Утром, после ночной сутолоки, когда отец торжественно готовился к первой, после возвращения встрече с труппой, вытряхивая из чемоданов подарки, я вдруг заметила, что он слегка прихрамывает на правую ногу.
—Что это? Что случилось?
—Это целая история, потом расскажу, — отмахнулся отец, и мы отправились в театр.
Шел конец сорок третьего года. Во время войны и эвакуации люди продавали или обменивали на хлеб имеющееся у них добро. Большинство вернулись в обносках. Представляю, как больно было отцу увидеть своих старательно принарядившихся актеров. Не знаю, кто был больше взволнован, актеры или Михоэлс, для которого после всего увиденного и услышанного встреча со своей паствой осмысливалась совершенно по — иному.
После бурных оваций, объятий и слез воцарилась тишина, и отец, медленно закурив, с улыбкой произнес: «Ну вот я и дома». Затем началась раздача подарков. По — моему, папа не забыл никого, включая рабочих сцены и» ди гутэ Гутэ», которой он привез ортопедические ботинки 41 размера. Она потом рассказывала, что проносила их в лагере ни от кого не скрывая, что привез их ей» сам Михоэлс»(за» контрреволюционную» связь с которым она и сидела). Раздача подарков сопровождалась бесконечными поцелуями, невообразимым шумом, вопросами: «А Чаплина видели?», «С Шагалом встречались?», «Как выглядит Эйнштейн?»

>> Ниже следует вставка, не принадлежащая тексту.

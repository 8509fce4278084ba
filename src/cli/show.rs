//! Show command: preview one draft without writing anything

use std::path::Path;

use anyhow::Result;

use super::output::Output;
use crate::domain::{build_issue_record, parse_metadata, split_metadata};
use crate::storage::{base_name, read_document};

pub fn run(output: &Output, file: &Path) -> Result<()> {
    let document = read_document(file)?;

    if output.is_verbose() {
        let (metadata, _) = split_metadata(&document);
        let record = parse_metadata(metadata);
        output.verbose_ctx("show", &format!("{} metadata field(s)", record.len()));
        for line in record.to_string().lines() {
            output.verbose_ctx("show", line);
        }
    }

    let issue = build_issue_record(&document, &base_name(file));

    if output.is_json() {
        output.data(&issue);
        return Ok(());
    }

    println!("Title: {}", issue.title);
    if !issue.labels.is_empty() {
        println!("Labels: {}", issue.labels.join(", "));
    }
    if !issue.assignees.is_empty() {
        println!("Assignees: {}", issue.assignees.join(", "));
    }
    println!();
    println!("{}", issue.body);

    Ok(())
}
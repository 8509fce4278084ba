//! # Storage Layer
//!
//! File access for drafts, generated artifacts and configuration.
//!
//! ## Files
//!
//! | Data | Format | Default location |
//! |------|--------|------------------|
//! | Drafts | Markdown + `key: value` frontmatter | `issues/*.md` |
//! | Creation script | bash | `create-github-issues.sh` |
//! | Export | Pretty JSON array | `draft-issues.json` |
//! | Config | TOML | `draft-issues.toml` |
//!
//! Artifacts are overwritten on every run. Both are staged as temp files and
//! only then renamed into place.
//!
//! ## Key Types
//!
//! - [`DraftStore`] - Lists and reads draft files
//! - [`DraftError`] - Everything that can go wrong touching files
//! - [`Config`] - Project and global configuration

mod config;
mod drafts;
mod export;

pub use config::{Config, ConfigError, ConfigFile, CONFIG_FILE, DEFAULT_CONFIG};
pub use drafts::{base_name, read_document, read_draft, DraftError, DraftStore};
pub use export::{read_json_export, write_artifacts};
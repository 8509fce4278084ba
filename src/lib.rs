//! draft-issues - Turn markdown issue drafts into GitHub issue commands
//!
//! Drafts are markdown files with an optional `---` delimited header of
//! `key: value` fields (`title`, `labels`, `assignees`). Each draft becomes
//! an [`IssueRecord`]; a batch of records is written out as a `gh` script and
//! a JSON export, and the export can be replayed as a manual creation guide.

pub mod domain;
pub mod render;
pub mod storage;
pub mod generate;
pub mod cli;

pub use domain::{build_issue_record, IssueRecord, MetadataRecord};
pub use generate::{generate, GenerateReport, GenerateRequest};
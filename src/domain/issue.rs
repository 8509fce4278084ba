//! Issue records
//!
//! An [`IssueRecord`] is the normalized form of one draft, ready to be turned
//! into a tracker command or exported as JSON.

use serde::{Deserialize, Serialize};

use super::frontmatter::{parse_metadata, split_metadata, IssueMetadata};

/// A normalized issue ready for submission
#[derive(Debug, Clone, PartialEq, Eq, Serialize, Deserialize)]
pub struct IssueRecord {
    pub title: String,
    pub body: String,
    pub labels: Vec<String>,
    pub assignees: Vec<String>,
}

impl IssueRecord {
    /// Builds an issue from decoded metadata and body text
    pub fn from_parts(meta: IssueMetadata, body: &str, source_base_name: &str) -> Self {
        let title = meta
            .title
            .filter(|t| !t.is_empty())
            .unwrap_or_else(|| fallback_title(source_base_name));

        Self {
            title,
            body: body.trim().to_string(),
            labels: list_field(meta.labels.as_deref()),
            assignees: list_field(meta.assignees.as_deref()),
        }
    }
}

/// Extracts an issue from the raw text of a draft.
///
/// `source_base_name` is the draft's file name without extension; it only
/// matters when the draft has no title of its own.
pub fn build_issue_record(document: &str, source_base_name: &str) -> IssueRecord {
    let (metadata, body) = split_metadata(document);
    let record = parse_metadata(metadata);
    IssueRecord::from_parts(IssueMetadata::from(&record), body, source_base_name)
}

/// Derives a title from a file base name (`fix-login-bug` -> `fix login bug`)
pub fn fallback_title(base_name: &str) -> String {
    base_name.replace('-', " ")
}

/// Splits a comma-separated field into trimmed entries
///
/// Entries are kept even when empty, so `bug,,ui` has three.
pub fn split_list(value: &str) -> Vec<String> {
    value.split(',').map(|s| s.trim().to_string()).collect()
}

/// An absent or empty field is an empty list
fn list_field(value: Option<&str>) -> Vec<String> {
    value
        .filter(|v| !v.is_empty())
        .map(split_list)
        .unwrap_or_default()
}
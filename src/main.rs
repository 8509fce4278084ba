//! draft-issues - turn markdown issue drafts into GitHub issue commands

use std::process::ExitCode;

fn main() -> ExitCode {
    if let Err(e) = draft_issues::cli::run() {
        eprintln!("Error: {:#}", e);
        ExitCode::FAILURE
    } else {
        ExitCode::SUCCESS
    }
}
//! Manual issue creation guide
//!
//! A plain-text walkthrough for creating each issue through the GitHub web
//! interface, for when the generated script can't be used.

use crate::domain::IssueRecord;

const RULE_WIDTH: usize = 80;
const SECTION_WIDTH: usize = 40;

/// Settings for guide rendering
#[derive(Debug, Clone, Copy)]
pub struct GuideOptions<'a> {
    /// Repository (`owner/name`) used to link the new-issue page
    pub repository: Option<&'a str>,

    /// Script path mentioned as an alternative
    pub script_path: &'a str,
}

/// Renders the guide for all issues
pub fn render_guide(issues: &[IssueRecord], options: &GuideOptions<'_>) -> String {
    let rule = "=".repeat(RULE_WIDTH);
    let mut guide = String::new();

    guide.push_str(&format!("{rule}\nMANUAL ISSUE CREATION GUIDE\n{rule}\n\n"));

    for (index, issue) in issues.iter().enumerate() {
        guide.push_str(&render_issue(index + 1, issue, options));
        guide.push_str(&format!("\n{rule}\n\n"));
    }

    guide.push_str("SUMMARY:\n");
    guide.push_str(&format!(
        "Found {} draft issue(s) ready for creation.\n\n",
        issues.len()
    ));
    guide.push_str("Alternative methods:\n");
    guide.push_str(&format!(
        "- Use the GitHub CLI script: {}\n",
        options.script_path
    ));
    guide.push_str("- Use the manual steps above\n");

    guide
}

fn render_issue(number: usize, issue: &IssueRecord, options: &GuideOptions<'_>) -> String {
    let mut out = String::new();

    out.push_str(&format!("ISSUE {}:\n", number));
    out.push_str(&format!("{}\n", "-".repeat(SECTION_WIDTH)));
    out.push_str(&format!("Title: {}\n\n", issue.title));
    out.push_str(&format!("Body:\n{}\n\n", issue.body));

    if !issue.labels.is_empty() {
        out.push_str(&format!("Labels: {}\n", issue.labels.join(", ")));
    }
    if !issue.assignees.is_empty() {
        out.push_str(&format!("Assignees: {}\n", issue.assignees.join(", ")));
    }

    out.push_str("\nGitHub Web Interface Steps:\n");
    for (step, text) in steps(issue, options).iter().enumerate() {
        out.push_str(&format!("{}. {}\n", step + 1, text));
    }

    out
}

fn steps(issue: &IssueRecord, options: &GuideOptions<'_>) -> Vec<String> {
    let mut steps = vec![
        match options.repository {
            Some(repo) => format!("Go to: https://github.com/{}/issues/new", repo),
            None => "Open the repository's new issue page on GitHub".to_string(),
        },
        "Copy the title above into the title field".to_string(),
        "Copy the body above into the description field".to_string(),
    ];

    if !issue.labels.is_empty() {
        steps.push(format!("Add labels: {}", issue.labels.join(", ")));
    }
    if !issue.assignees.is_empty() {
        steps.push(format!("Assign to: {}", issue.assignees.join(", ")));
    }

    steps.push("Click \"Submit new issue\"".to_string());
    steps
}
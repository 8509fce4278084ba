//! Frontmatter handling for issue drafts
//!
//! A draft may open with a metadata block delimited by `---` lines:
//!
//! ```text
//! ---
//! title: Fix login bug
//! labels: bug, auth
//! ---
//! Body text...
//! ```
//!
//! The block is plain `key: value` lines, not YAML. Decoding never fails:
//! lines that don't look like a field are skipped, and a missing or unclosed
//! block simply means the whole document is body text.

use std::collections::BTreeMap;
use std::fmt;
use std::sync::LazyLock;

use regex::Regex;

/// Opening `---` at the very start, lazily captured metadata up to the first
/// closing `---` line, then everything else.
static FRONTMATTER: LazyLock<Regex> = LazyLock::new(|| {
    Regex::new(r"(?s)\A---\s*\n(.*?)\n---\s*\n(.*)").expect("frontmatter pattern is valid")
});

/// Splits a draft into its metadata text and body text.
///
/// Returns an empty metadata slice and the untouched document when there is
/// no well-formed block at the start.
pub fn split_metadata(document: &str) -> (&str, &str) {
    match FRONTMATTER.captures(document) {
        Some(caps) => {
            let metadata = caps.get(1).map_or("", |m| m.as_str());
            let body = caps.get(2).map_or("", |m| m.as_str());
            (metadata, body)
        }
        None => ("", document),
    }
}

/// Decodes metadata text into a field mapping.
pub fn parse_metadata(metadata: &str) -> MetadataRecord {
    let mut record = MetadataRecord::new();

    for line in metadata.lines() {
        let Some((key, value)) = line.split_once(':') else {
            continue;
        };

        let key = key.trim();
        if key.is_empty() {
            continue;
        }

        record.insert(key, value.trim());
    }

    record
}

/// Raw field mapping decoded from a metadata block
///
/// Keys and values are trimmed. A repeated key keeps its last value.
#[derive(Debug, Clone, Default, PartialEq, Eq)]
pub struct MetadataRecord(BTreeMap<String, String>);

impl MetadataRecord {
    pub fn new() -> Self {
        Self::default()
    }

    /// Gets a field value
    pub fn get(&self, key: &str) -> Option<&str> {
        self.0.get(key).map(String::as_str)
    }

    /// Sets a field value, replacing any earlier one
    pub fn insert(&mut self, key: impl Into<String>, value: impl Into<String>) {
        self.0.insert(key.into(), value.into());
    }

    pub fn len(&self) -> usize {
        self.0.len()
    }

    pub fn is_empty(&self) -> bool {
        self.0.is_empty()
    }

    /// Iterates over fields in key order
    pub fn iter(&self) -> impl Iterator<Item = (&str, &str)> {
        self.0.iter().map(|(k, v)| (k.as_str(), v.as_str()))
    }
}

/// Renders the record back as `key: value` lines
impl fmt::Display for MetadataRecord {
    fn fmt(&self, f: &mut fmt::Formatter<'_>) -> fmt::Result {
        for (key, value) in self.iter() {
            writeln!(f, "{}: {}", key, value)?;
        }
        Ok(())
    }
}

/// The fields of a metadata block that issue building understands
///
/// Anything else in the block is ignored.
#[derive(Debug, Clone, Default, PartialEq, Eq)]
pub struct IssueMetadata {
    pub title: Option<String>,

    /// Comma-separated label list, unsplit
    pub labels: Option<String>,

    /// Comma-separated assignee list, unsplit
    pub assignees: Option<String>,
}

impl From<&MetadataRecord> for IssueMetadata {
    fn from(record: &MetadataRecord) -> Self {
        let field = |key: &str| record.get(key).map(str::to_string);
        Self {
            title: field("title"),
            labels: field("labels"),
            assignees: field("assignees"),
        }
    }
}
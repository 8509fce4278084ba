//! Generate command: drafts in, script and JSON export out

use std::path::PathBuf;

use anyhow::{Context, Result};

use super::output::{error_chain, Output};
use crate::generate::{generate, GenerateReport, GenerateRequest};
use crate::storage::Config;

/// Command-line values that take precedence over configuration
#[derive(Debug, Default)]
pub struct Overrides {
    pub input: Option<PathBuf>,
    pub script: Option<PathBuf>,
    pub json: Option<PathBuf>,
    pub repo: Option<String>,
}

pub fn run(output: &Output, overrides: Overrides) -> Result<()> {
    let config = Config::load()?;
    output.verbose_ctx("generate", &format!("Project root: {}", config.root.display()));

    let request = GenerateRequest {
        input_dir: overrides.input.unwrap_or(config.input_dir),
        script_path: overrides.script.unwrap_or(config.script_path),
        json_path: overrides.json.unwrap_or(config.json_path),
        tracker_cli: config.tracker_cli,
        repository: overrides.repo.or(config.repository),
    };
    output.verbose_ctx(
        "generate",
        &format!("Reading drafts from: {}", request.input_dir.display()),
    );

    let report = generate(&request).context("Draft generation failed")?;

    output.verbose_ctx(
        "generate",
        &format!(
            "Processed {} of {} drafts",
            report.processed.len(),
            report.found
        ),
    );

    if output.is_json() {
        print_json(output, &report);
    } else {
        print_text(output, &report);
    }

    Ok(())
}

fn print_json(output: &Output, report: &GenerateReport) {
    let failed: Vec<_> = report
        .failed
        .iter()
        .map(|f| {
            serde_json::json!({
                "file": f.file_name,
                "error": error_chain(&f.error),
            })
        })
        .collect();

    let issues: Vec<_> = report.issues().collect();

    output.data(&serde_json::json!({
        "found": report.found,
        "issues": issues,
        "failed": failed,
        "script": report.script_path.display().to_string(),
        "json": report.json_path.display().to_string(),
    }));
}

fn print_text(output: &Output, report: &GenerateReport) {
    if report.found == 0 {
        println!("No markdown files found in issues directory");
    } else {
        println!("Found {} draft issue(s):", report.found);

        for draft in &report.processed {
            let issue = &draft.issue;
            println!("- {}", draft.file_name);
            println!("  Title: {}", issue.title);
            // Length in UTF-16 code units
            println!("  Body length: {} characters", issue.body.encode_utf16().count());
            if !issue.labels.is_empty() {
                println!("  Labels: {}", issue.labels.join(", "));
            }
            if !issue.assignees.is_empty() {
                println!("  Assignees: {}", issue.assignees.join(", "));
            }
            println!();
        }
    }

    for failure in &report.failed {
        output.error(&format!(
            "Error processing {}: {}",
            failure.file_name,
            error_chain(&failure.error)
        ));
    }

    println!(
        "Generated issue creation script: {}",
        report.script_path.display()
    );
    println!();
    println!("To create the GitHub issues, run:");
    println!("  {}", report.script_path.display());
    println!();
    println!("Or create them manually with: draft-issues guide");
    println!();
    println!("Draft issues also saved as JSON: {}", report.json_path.display());
}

— Вот управимся с этим важным делом, — отвечал отец, указывая на еще не розданные подарки, — и тогда я буду рассказывать. Времени впереди у нас достаточно. Ведь насколько я понимаю, никто из вас в ближайшее время никуда не собирается.
Наконец кто‑то из актеров обратил внимание, что Михоэлс прихрамывает.
— Что‑нибудь серьезное, Соломон Михайлович?
— Не то чтобы очень серьезно, но пришлось некоторое время походить на костылях и покататься в кресле на колесиках.
И тут мы впервые услышали, что произошло.
На одном из митингов, сейчас уже не помню точно где, кажется в Чикаго, где присутствовало больше пятидесяти тысяч человек, Михоэлс рассказывал о фашистских злодеяниях (тогда это еще мало кому было известно, а американские евреи пребывали вообще в состоянии полного неведения).
Стояла напряженная тишина, лишь время от времени мелькали носовые платки и раздавались всхлипывания. На заключительных словах: «Евреи! Как можете вы быть равнодушны, когда ваших братьев уничтожают, и в любой момент каждому из вас может грозить та же участь?!» — среди публики поднялось невообразимое волнение и часть хлынула на деревянную трибуну.
Тысячи людей обнимали его, пожимали руки, и он вдруг почувствовал, что трибуна под ним рушится, и он летит вниз» одной ногой». В первое мгновение он даже не почувствовал боли, только казалось что» пятка повисла в воздухе».
После первых минут паники вызвали» Скорую помощь», и Михоэлс оказался в госпитале, где провел довольно много времени. Весь остальной путь по Америке он проделал на костылях. Оказалось, что у него разрыв сухожилия.
Уже здесь, в Израиле, Мейер Вайсгаль впервые рассказал нам, как Михоэлс встретился во время своего пребывания в больнице с Хаимом Вейцманом, большим другом Вайсгаля. Однажды, когда Михоэлс остался один, так как Фефер отправился на какое‑то выступление (даже в госпитале его не оставляли), Вайсгаль и Вейцман приехали за Михоэлсом и, заплатив дежурной, «выкрали» его на целую ночь. В начале вечера, как говорит Вайсгаль, отец был очень напряжен, мало говорил, видимо опасаясь, что его исчезновение может быть обнаружено — и что тогда? — но, постепенно, как‑то отошел, успокоился, и у них состоялся весьма знаменательный разговор. Больше всего поразила Вайсгаля внезапная откровенность, с которой заговорил Михоэлс на самые» крамольные» темы. Хотя, как известно, в тот период антисемитизм в России, если не считать отдельных локальных вспышек, еще не стал частью государственной политики, отец смотрел на вещи крайне мрачно. Он сказал тогда: «У еврейской культуры в России нет будущего. Сейчас нелегко, но будет еще хуже. Мне много известно, а еще больше я предвижу».